De acordo com o plano, os familiares imediatos do falecido podem reivindicar até US$ 75 mil, enquanto as vítimas atingidas por estilhaços podem ter acesso a um pagamento único de US$ 35 mil.
No entanto, disse Roytur, havia “muita burocracia” envolvida.
“Eles até pediram um boletim de ocorrência. A maioria de nós ainda não o tem”, disse ele.
Roytur disse que a maioria das vítimas viveu uma vida humilde e que os pagamentos de indenizações não estavam à altura de um ato de terrorismo.
“O que está disponível atualmente não é apropriado. É um esquema que foi concebido para outros crimes, como homicídio culposo.
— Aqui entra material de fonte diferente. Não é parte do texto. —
//! Methods shared by the three array variants. Mutating methods refuse a
//! frozen receiver.

use crate::errors::{ErrorObj, EvalResult, Flow};
use crate::evaluator::Evaluator;
use crate::object::{boolean_obj, deep_clone, integer_obj, null_obj, ObjectKind, ObjectRef};
use crate::token::Token;

use super::{expect_method_args, wrong_receiver, TypeTable};

pub fn table() -> TypeTable {
    let mut table = TypeTable::default();
    table.method("capacity", "", "int", capacity);
    table.method("clear", "", "[all]", clear);
    table.method("empty", "", "bool", empty);
    table.method("push_back", "all", "[all]", push_back);
    table.method("pop_back", "", "[all]", pop_back);
    table.method("reserve", "int", "[all]", reserve);
    table.method("reverse", "", "[all]", reverse);
    table.method("reversed", "", "[all]", reversed);
    table.method("size", "", "int", size);
    table.method("rotate", "int", "[all]", rotate);
    table.method("rotated", "int", "[all]", rotated);
    table
}

fn require_unfrozen(receiver: &ObjectRef, name: &str) -> Result<(), Flow> {
    if receiver.borrow().frozen > 0 {
        return Err(Flow::Error(ErrorObj::type_err(format!(
            "array {name} expects a non-frozen object"
        ))));
    }
    Ok(())
}

fn length_of(receiver: &ObjectRef) -> Option<usize> {
    match &receiver.borrow().kind {
        ObjectKind::Array(items) => Some(items.len()),
        ObjectKind::ArrayDouble(items) => Some(items.len()),
        ObjectKind::ArrayComplex(items) => Some(items.len()),
        _ => None,
    }
}

fn capacity(
    _evaluator: &mut Evaluator<'_>,
    receiver: &ObjectRef,
    values: Vec<ObjectRef>,
    _token: &Token,
) -> EvalResult {
    expect_method_args("capacity", &values, &[0])?;
    let capacity = match &receiver.borrow().kind {
        ObjectKind::Array(items) => items.capacity(),
        ObjectKind::ArrayDouble(items) => items.capacity(),
        ObjectKind::ArrayComplex(items) => items.capacity(),
        _ => return Err(wrong_receiver("capacity", "Array", receiver)),
    };
    Ok(integer_obj(capacity as i64))
}

fn clear(
    _evaluator: &mut Evaluator<'_>,
    receiver: &ObjectRef,
    values: Vec<ObjectRef>,
    _token: &Token,
) -> EvalResult {
    expect_method_args("clear", &values, &[0])?;
    require_unfrozen(receiver, "clear")?;
    match &mut receiver.borrow_mut().kind {
        ObjectKind::Array(items) => items.clear(),
        ObjectKind::ArrayDouble(items) => items.clear(),
        ObjectKind::ArrayComplex(items) => items.clear(),
        _ => return Err(wrong_receiver("clear", "Array", receiver)),
    }
    Ok(receiver.clone())
}

fn empty(
    _evaluator: &mut Evaluator<'_>,
    receiver: &ObjectRef,
    values: Vec<ObjectRef>,
    _token: &Token,
) -> EvalResult {
    expect_method_args("empty", &values, &[0])?;
    match length_of(receiver) {
        Some(length) => Ok(boolean_obj(length == 0)),
        None => Err(wrong_receiver("empty", "Array", receiver)),
    }
}

fn push_back(
    _evaluator: &mut Evaluator<'_>,
    receiver: &ObjectRef,
    values: Vec<ObjectRef>,
    _token: &Token,
) -> EvalResult {
    expect_method_args("push_back", &values, &[1])?;
    require_unfrozen(receiver, "push_back")?;
    let item = values.into_iter().next().unwrap_or_else(null_obj);

    match receiver.borrow().tag() {
        crate::object::Tag::Array => {}
        crate::object::Tag::ArrayDouble => {
            let appended = match &item.borrow().kind {
                ObjectKind::Double(value) => *value,
                other => {
                    return Err(Flow::Error(ErrorObj::type_err(format!(
                        "push_back: cannot append {} to [double]",
                        other.tag()
                    ))))
                }
            };
            if let ObjectKind::ArrayDouble(items) = &mut receiver.borrow_mut().kind {
                items.push(appended);
            }
            return Ok(receiver.clone());
        }
        crate::object::Tag::ArrayComplex => {
            let appended = match &item.borrow().kind {
                ObjectKind::Complex(value) => *value,
                other => {
                    return Err(Flow::Error(ErrorObj::type_err(format!(
                        "push_back: cannot append {} to [complex]",
                        other.tag()
                    ))))
                }
            };
            if let ObjectKind::ArrayComplex(items) = &mut receiver.borrow_mut().kind {
                items.push(appended);
            }
            return Ok(receiver.clone());
        }
        _ => return Err(wrong_receiver("push_back", "Array", receiver)),
    }
    if let ObjectKind::Array(items) = &mut receiver.borrow_mut().kind {
        items.push(item);
    }
    Ok(receiver.clone())
}

fn pop_back(
    _evaluator: &mut Evaluator<'_>,
    receiver: &ObjectRef,
    values: Vec<ObjectRef>,
    _token: &Token,
) -> EvalResult {
    expect_method_args("pop_back", &values, &[0])?;
    require_unfrozen(receiver, "pop_back")?;
    let mut guard = receiver.borrow_mut();
    match &mut guard.kind {
        ObjectKind::Array(items) => {
            items.pop();
        }
        ObjectKind::ArrayDouble(items) => {
            items.pop();
        }
        ObjectKind::ArrayComplex(items) => {
            items.pop();
        }
        _ => return Err(wrong_receiver("pop_back", "Array", receiver)),
    }
    drop(guard);
    Ok(receiver.clone())
}

fn reserve(
    _evaluator: &mut Evaluator<'_>,
    receiver: &ObjectRef,
    values: Vec<ObjectRef>,
    _token: &Token,
) -> EvalResult {
    expect_method_args("reserve", &values, &[1])?;
    let additional = match &values[0].borrow().kind {
        ObjectKind::Integer(value) if *value >= 0 => *value as usize,
        _ => {
            return Err(Flow::Error(ErrorObj::type_err(
                "reserve: expected argument 1 of type integer",
            )))
        }
    };
    let mut guard = receiver.borrow_mut();
    match &mut guard.kind {
        ObjectKind::Array(items) => items.reserve(additional.saturating_sub(items.len())),
        ObjectKind::ArrayDouble(items) => items.reserve(additional.saturating_sub(items.len())),
        ObjectKind::ArrayComplex(items) => items.reserve(additional.saturating_sub(items.len())),
        _ => return Err(wrong_receiver("reserve", "Array", receiver)),
    }
    drop(guard);
    Ok(receiver.clone())
}

fn reverse(
    _evaluator: &mut Evaluator<'_>,
    receiver: &ObjectRef,
    values: Vec<ObjectRef>,
    _token: &Token,
) -> EvalResult {
    expect_method_args("reverse", &values, &[0])?;
    require_unfrozen(receiver, "reverse")?;
    let mut guard = receiver.borrow_mut();
    match &mut guard.kind {
        ObjectKind::Array(items) => items.reverse(),
        ObjectKind::ArrayDouble(items) => items.reverse(),
        ObjectKind::ArrayComplex(items) => items.reverse(),
        _ => return Err(wrong_receiver("reverse", "Array", receiver)),
    }
    drop(guard);
    Ok(receiver.clone())
}

fn reversed(
    _evaluator: &mut Evaluator<'_>,
    receiver: &ObjectRef,
    values: Vec<ObjectRef>,
    _token: &Token,
) -> EvalResult {
    expect_method_args("reversed", &values, &[0])?;
    let copy = deep_clone(receiver);
    let mut guard = copy.borrow_mut();
    match &mut guard.kind {
        ObjectKind::Array(items) => items.reverse(),
        ObjectKind::ArrayDouble(items) => items.reverse(),
        ObjectKind::ArrayComplex(items) => items.reverse(),
        _ => return Err(wrong_receiver("reversed", "Array", receiver)),
    }
    drop(guard);
    Ok(copy)
}

fn size(
    _evaluator: &mut Evaluator<'_>,
    receiver: &ObjectRef,
    values: Vec<ObjectRef>,
    _token: &Token,
) -> EvalResult {
    expect_method_args("size", &values, &[0])?;
    match length_of(receiver) {
        Some(length) => Ok(integer_obj(length as i64)),
        None => Err(wrong_receiver("size", "Array", receiver)),
    }
}

fn rotation_argument(values: &[ObjectRef]) -> Result<i64, Flow> {
    match &values[0].borrow().kind {
        ObjectKind::Integer(value) => Ok(*value),
        _ => Err(Flow::Error(ErrorObj::type_err(
            "rotate: expected argument 1 of type integer",
        ))),
    }
}

fn rotate_slice<T>(items: &mut [T], places: i64) {
    if items.is_empty() {
        return;
    }
    let shift = places.rem_euclid(items.len() as i64) as usize;
    items.rotate_left(shift);
}

fn rotate(
    _evaluator: &mut Evaluator<'_>,
    receiver: &ObjectRef,
    values: Vec<ObjectRef>,
    _token: &Token,
) -> EvalResult {
    expect_method_args("rotate", &values, &[1])?;
    require_unfrozen(receiver, "rotate")?;
    let places = rotation_argument(&values)?;
    let mut guard = receiver.borrow_mut();
    match &mut guard.kind {
        ObjectKind::Array(items) => rotate_slice(items, places),
        ObjectKind::ArrayDouble(items) => rotate_slice(items, places),
        ObjectKind::ArrayComplex(items) => rotate_slice(items, places),
        _ => return Err(wrong_receiver("rotate", "Array", receiver)),
    }
    drop(guard);
    Ok(receiver.clone())
}

fn rotated(
    _evaluator: &mut Evaluator<'_>,
    receiver: &ObjectRef,
    values: Vec<ObjectRef>,
    _token: &Token,
) -> EvalResult {
    expect_method_args("rotated", &values, &[1])?;
    let places = rotation_argument(&values)?;
    let copy = deep_clone(receiver);
    let mut guard = copy.borrow_mut();
    match &mut guard.kind {
        ObjectKind::Array(items) => rotate_slice(items, places),
        ObjectKind::ArrayDouble(items) => rotate_slice(items, places),
        ObjectKind::ArrayComplex(items) => rotate_slice(items, places),
        _ => return Err(wrong_receiver("rotated", "Array", receiver)),
    }
    drop(guard);
    Ok(copy)
}

#[cfg(test)]
mod tests {
    use super::*;

    #[test]
    fn rotate_left_and_negative() {
        let mut items = vec![1, 2, 3, 4];
        rotate_slice(&mut items, 1);
        assert_eq!(items, vec![2, 3, 4, 1]);
        rotate_slice(&mut items, -1);
        assert_eq!(items, vec![1, 2, 3, 4]);
    }
}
Isto não é a mesma coisa.”
ela disse.
Boris Tetleroyd era tio de Royter e uma das 15 pessoas mortas no ataque terrorista de Bondi. (fornecido)
O primeiro-ministro Anthony Albanese, quando questionado sobre os valores das compensações, disse que estava “interagindo regularmente com as pessoas” afetadas e que continuaria a fazê-lo “de forma respeitosa e construtiva”.
O governo estadual disse que não descarta a possibilidade de expandir o plano para melhor refletir a escala do pior ataque terrorista da Austrália.
Um porta-voz disse que, juntamente com o governo federal, comprometeu cerca de US$ 60 milhões e apoiou mais de 830 pessoas e 230 empresas.
O líder do governo de NSW, David Harris, disse entender que seus colegas estavam em “discussões com o governo federal”.
“Não creio que as decisões finais tenham sido tomadas”, disse ele.
Premier para agilizar o acesso
Existem também separados Assistência do governo estadual para cobrir perdas financeiras, como despesas funerárias e despesas relacionadas à justiça, bem como pagamentos de reconhecimento.
No entanto, solicitar isso pode reduzir o valor do montante fixo da família.
O primeiro-ministro Chris Minns revelou na quarta-feira que recebeu telefonemas de empresas e famílias que lutaram para ter acesso a pagamentos de compensação adequados.
Disse que para agilizar o acesso aos serviços, o governo nomeou Joseph La Posta e Michele Goldman como co-coordenadores gerais para fornecer apoio adicional à comunidade.
Goldman é a diretora-executiva do Conselho de Deputados Judaicos de Nova Gales do Sul e o Sr. La Posta é o executivo-chefe da Multicultural NSW.
Michele Goldman e Joseph La Posta foram anunciados como novos coordenadores gerais. (ABC News: Patrick Thomas / Fornecido)
A sua nova função é garantir a prestação de serviços adequados, coordenando o apoio entre o governo, as organizações não governamentais, as instituições de caridade e o sector privado às pessoas afectadas.
Minns disse que seriam necessárias mais informações de testemunhas, incluindo depoimentos policiais, para permitir um processo bem-sucedido, mas que o governo estava fazendo tudo o que podia para reduzir o risco de traumatizar novamente a comunidade judaica.
“Eu sei que é um momento difícil, queremos segurar a mão das pessoas que farão declarações à Polícia de NSW porque é importante que obtenhamos justiça”.
disse o primeiro-ministro.
“Mitigaremos o novo trauma das vítimas e das suas famílias o melhor que pudermos, mas não podemos extingui-lo. Precisamos dos seus testemunhos, precisamos das suas declarações”.
La Posta e Goldman trabalharão com a comunidade local, agências governamentais e não governamentais para garantir a prestação de serviços e programas de apoio às famílias das vítimas, aos sobreviventes e aos membros da comunidade afectados.
“A recuperação após um evento terrorista horrível como este é diferente para pessoas e famílias diferentes. Alguns farão isso de forma razoavelmente rápida e talvez até fácil, para outros pode levar meses ou até anos para se recuperarem”, disse Minns.
Senhor La Posta Ele disse que seu papel garantiria compaixão por uma comunidade enlutada.
“Meu papel será garantir descaradamente que todos na comunidade recebam o apoio de que precisam e que não haverá barreiras a qualquer apoio que o governo de NSW exija para o povo de NSW”, disse ele.
Goldman disse que o apoio seria oferecido através de meios financeiros, psicológicos ou outros “para restaurar uma sensação de segurança na comunidade”.